'Knives Out': A whodunit with a modern twist and terrific performances

Published 17.01.2020 18:28
Updated 17.01.2020 18:36
Ana de Armas as Marta Cabrera and Daniel Craig as Benoit Blanc in Knives Out.
Ana de Armas as Marta Cabrera and Daniel Craig as Benoit Blanc in "Knives Out."

"The Moonstone," written by Wilkie Collins in 1868, is considered the world's first detective novel, which went on to spark a burgeoning genre developed through a series of impressive works penned by various acclaimed authors.

Agatha Christie is surely the first of these figures to come to the mind, with countless film and TV adaptations of works such as "Death on the Nile," "The Mirror Crack'd" and, most famously, "Murder on the Orient Express" having enchanted crime fiction lovers for eons. Although the golden age of the murder mystery was undoubtedly the interwar years, the genre is still enjoyed today. Hence why "Knives Out," a modern take on the classic detective genre, clocked up notable box office success worldwide this January.

The feature, directed by Rian Johnson, surrounds the mysterious death of the patriarch of a family as a Sherlock Holmes-type inspector engages in untangling the mystery through the medium of pure reasoning. The body of Harlan Thrombey, played by Christopher Plummer, is found dead with a slashed throat following the celebration of his 85th birthday. At first, his death is considered suicide, but each family member soon becomes a suspect when private detective Benoit Blanc, played by Daniel Craig, joins the police inquiry.

The movie reveals the family dynamics through each members' statements to two cops and the detective, with flashbacks illustrating each of their perspectives. Daughter Linda, played by Jamie Lee Curtis, is married to an unfaithful, faint-hearted husband with a son named Ransom, played by Chris Evans, who is the black sheep of the family. Meanwhile, Walt, played by Michael Shannon, is the other son, who runs his father's publishing house and is fighting to give his work an on-screen adaption; daughter-in-law Joni, played by Toni Collette, is siphoning funds from Harlan using her daughter's school costs as cover; and finally, there is Harlan's nurse, Marta Cabrera, who appears to have the purest heart of the lot, with ostensibly no advantage to take from her relationship with the deceased.

In the midst of this messy inquiry, detective Blanc is hired thanks to an anonymous envelope full of cash. Speaking of the detective, Craig's portrayal of the perfect embodiment of the male ego deserves appreciation. During the running time of the film, I realized that his accent was the most important thing that separated him from the rest of the cast. Craig had the same Southern accent in the "Logan Lucky," directed by Steven Soderbergh in 2017. However, this is my first time hearing this particular drawl. So, I should say that he owns the movie.
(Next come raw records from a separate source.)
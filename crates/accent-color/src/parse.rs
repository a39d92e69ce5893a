// SPDX-License-Identifier: MIT
//
// Textual color input.
//
// Accepted notations (case-insensitive, surrounding whitespace ignored):
//
//   #rgb  #rrggbb  rrggbb       hex, 4 or 8 bits per channel
//   rgb(255, 128, 0)            8-bit integer channels
//   hsv(30, 100%, 50%)          degrees, percent, percent ('%' optional)

use std::str::FromStr;
use std::sync::LazyLock;

use regex::Regex;

use crate::color::{Hsv, Rgb};
use crate::error::ParseColorError;

static HEX: LazyLock<Regex> = LazyLock::new(|| {
    Regex::new(r"^#?([0-9a-fA-F]{3}|[0-9a-fA-F]{6})$").expect("valid hex regex")
});

static RGB_FN: LazyLock<Regex> = LazyLock::new(|| {
    Regex::new(r"(?i)^rgb\(\s*(\d{1,3})\s*,\s*(\d{1,3})\s*,\s*(\d{1,3})\s*\)$")
        .expect("valid rgb() regex")
});

static HSV_FN: LazyLock<Regex> = LazyLock::new(|| {
    Regex::new(
        r"(?i)^hsv\(\s*(-?\d+(?:\.\d+)?)\s*,\s*(\d+(?:\.\d+)?)%?\s*,\s*(\d+(?:\.\d+)?)%?\s*\)$",
    )
    .expect("valid hsv() regex")
});

impl FromStr for Rgb {
    type Err = ParseColorError;

    fn from_str(s: &str) -> Result<Self, Self::Err> {
        parse_color(s)
    }
}

/// Parse any supported notation into an [`Rgb`].
///
/// # Errors
///
/// [`ParseColorError::Empty`] for blank input,
/// [`ParseColorError::ChannelOutOfRange`] for `rgb()` channels above 255 or
/// `hsv()` saturation/value above 100, and
/// [`ParseColorError::Unrecognized`] otherwise.
pub fn parse_color(input: &str) -> Result<Rgb, ParseColorError> {
    let s = input.trim();
    if s.is_empty() {
        return Err(ParseColorError::Empty);
    }

    if let Some(caps) = HEX.captures(s) {
        return parse_hex(&caps[1]).ok_or_else(|| ParseColorError::unrecognized(s));
    }

    if let Some(caps) = RGB_FN.captures(s) {
        let mut channels = [0u8; 3];
        for (i, name) in ['r', 'g', 'b'].into_iter().enumerate() {
            let value: u16 = caps[i + 1]
                .parse()
                .map_err(|_| ParseColorError::unrecognized(s))?;
            channels[i] = u8::try_from(value).map_err(|_| ParseColorError::ChannelOutOfRange {
                channel: name,
                value: f32::from(value),
            })?;
        }
        return Ok(Rgb::rgb8(channels[0], channels[1], channels[2]));
    }

    if let Some(caps) = HSV_FN.captures(s) {
        let number = |i: usize| -> Result<f32, ParseColorError> {
            caps[i].parse().map_err(|_| ParseColorError::unrecognized(s))
        };
        let h = number(1)?;
        let sat = number(2)?;
        let val = number(3)?;
        for (channel, value) in [('s', sat), ('v', val)] {
            if value > 100.0 {
                return Err(ParseColorError::ChannelOutOfRange { channel, value });
            }
        }
        return Ok(Hsv::from_degrees(h, sat, val).to_rgb());
    }

    Err(ParseColorError::unrecognized(s))
}

// ─── Hex ─────────────────────────────────────────────────────────────────────

fn parse_hex(digits: &str) -> Option<Rgb> {
    let bytes = digits.as_bytes();
    match bytes.len() {
        // rgb
        3 => {
            let r = hex_digit(bytes[0])?;
            let g = hex_digit(bytes[1])?;
            let b = hex_digit(bytes[2])?;
            Some(Rgb::rgb8(r << 4 | r, g << 4 | g, b << 4 | b))
        }
        // rrggbb
        6 => Some(Rgb::rgb8(
            hex_byte(&bytes[0..2])?,
            hex_byte(&bytes[2..4])?,
            hex_byte(&bytes[4..6])?,
        )),
        _ => None,
    }
}

#[inline]
const fn hex_digit(c: u8) -> Option<u8> {
    match c {
        b'0'..=b'9' => Some(c - b'0'),
        b'a'..=b'f' => Some(c - b'a' + 10),
        b'A'..=b'F' => Some(c - b'A' + 10),
        _ => None,
    }
}

#[inline]
fn hex_byte(bytes: &[u8]) -> Option<u8> {
    Some(hex_digit(bytes[0])? << 4 | hex_digit(bytes[1])?)
}

// ─── Tests ───────────────────────────────────────────────────────────────────

#[cfg(test)]
mod tests {
    use super::*;
    use pretty_assertions::assert_eq;

    #[test]
    fn hex_long_and_short() {
        assert_eq!("#ff8000".parse::<Rgb>().map(Rgb::to_rgb8), Ok((255, 128, 0)));
        assert_eq!("FF8000".parse::<Rgb>().map(Rgb::to_rgb8), Ok((255, 128, 0)));
        assert_eq!("#f80".parse::<Rgb>().map(Rgb::to_rgb8), Ok((255, 136, 0)));
    }

    #[test]
    fn rgb_function() {
        assert_eq!(
            " RGB( 12, 34 ,56 ) ".parse::<Rgb>().map(Rgb::to_rgb8),
            Ok((12, 34, 56))
        );
    }

    #[test]
    fn rgb_channel_out_of_range() {
        assert_eq!(
            "rgb(0, 256, 0)".parse::<Rgb>(),
            Err(ParseColorError::ChannelOutOfRange {
                channel: 'g',
                value: 256.0,
            })
        );
    }

    #[test]
    fn hsv_function() {
        let rgb: Rgb = "hsv(120, 100%, 100%)".parse().unwrap_or_default();
        assert!(rgb.approx_eq(Rgb::new(0.0, 1.0, 0.0), 1e-5), "{rgb:?}");

        let wrapped: Rgb = "hsv(-240, 100, 100)".parse().unwrap_or_default();
        assert!(wrapped.approx_eq(rgb, 1e-5), "{wrapped:?}");
    }

    #[test]
    fn hsv_value_out_of_range() {
        assert_eq!(
            "hsv(0, 50%, 101%)".parse::<Rgb>(),
            Err(ParseColorError::ChannelOutOfRange {
                channel: 'v',
                value: 101.0,
            })
        );
    }

    #[test]
    fn rejects_garbage() {
        assert_eq!("".parse::<Rgb>(), Err(ParseColorError::Empty));
        assert_eq!("   ".parse::<Rgb>(), Err(ParseColorError::Empty));
        assert_eq!(
            "#12345".parse::<Rgb>(),
            Err(ParseColorError::unrecognized("#12345"))
        );
        assert_eq!(
            "teal".parse::<Rgb>(),
            Err(ParseColorError::unrecognized("teal"))
        );
    }

    #[test]
    fn notation_patterns_compile() {
        assert!(HEX.is_match("#0af"));
        assert!(RGB_FN.is_match("rgb(1, 2, 3)"));
        assert!(HSV_FN.is_match("hsv(-30, 50%, 75)"));
    }

    #[test]
    fn error_message_names_channel() {
        let err = ParseColorError::ChannelOutOfRange {
            channel: 'b',
            value: 300.0,
        };
        assert_eq!(err.to_string(), "channel 'b' out of range: 300");
    }
}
Similarly, there are great performances all around, including that of Ana de Armas, who shines out as the pretty, kindhearted nurse in particular alongside Craig. Especially known for her role in "Blade Runner 2049," the actress presents her character in the most authentic way. Her portrayal makes you feel her anxiety and purity over the course of the events, as you witness how she can remain an outsider as an immigrant despite every protective word of the Thrombey family seeming sincere.

The crime story, which ends with the victory of the good, never lets up the tension with a plot full of twists and turns. While it pushes the limits of an old-fashioned murder mystery with its eccentric setting, the movie presents a host of extraordinary members of the dysfunctional and combative Thrombey family with a fresh new plot, with the various conflicting situations raising the tension in every scene. However, the production comes to the fore in terms of comedic elements, too. While making the audience laugh, Johnson does not break the tension, however. At this point, the balance that the director has forged between crime and comedy is so effective that you will both enjoy the hilarity without losing your curiosity about putting the clues together in your mind throughout.

"Knives Out" is a movie that represents exactly what a modern crime mystery should be in every respect. It gets rid of the exaggerated serious face of classical whodunits with its comic elements. But, you can be sure that the fun will not divert your suspense.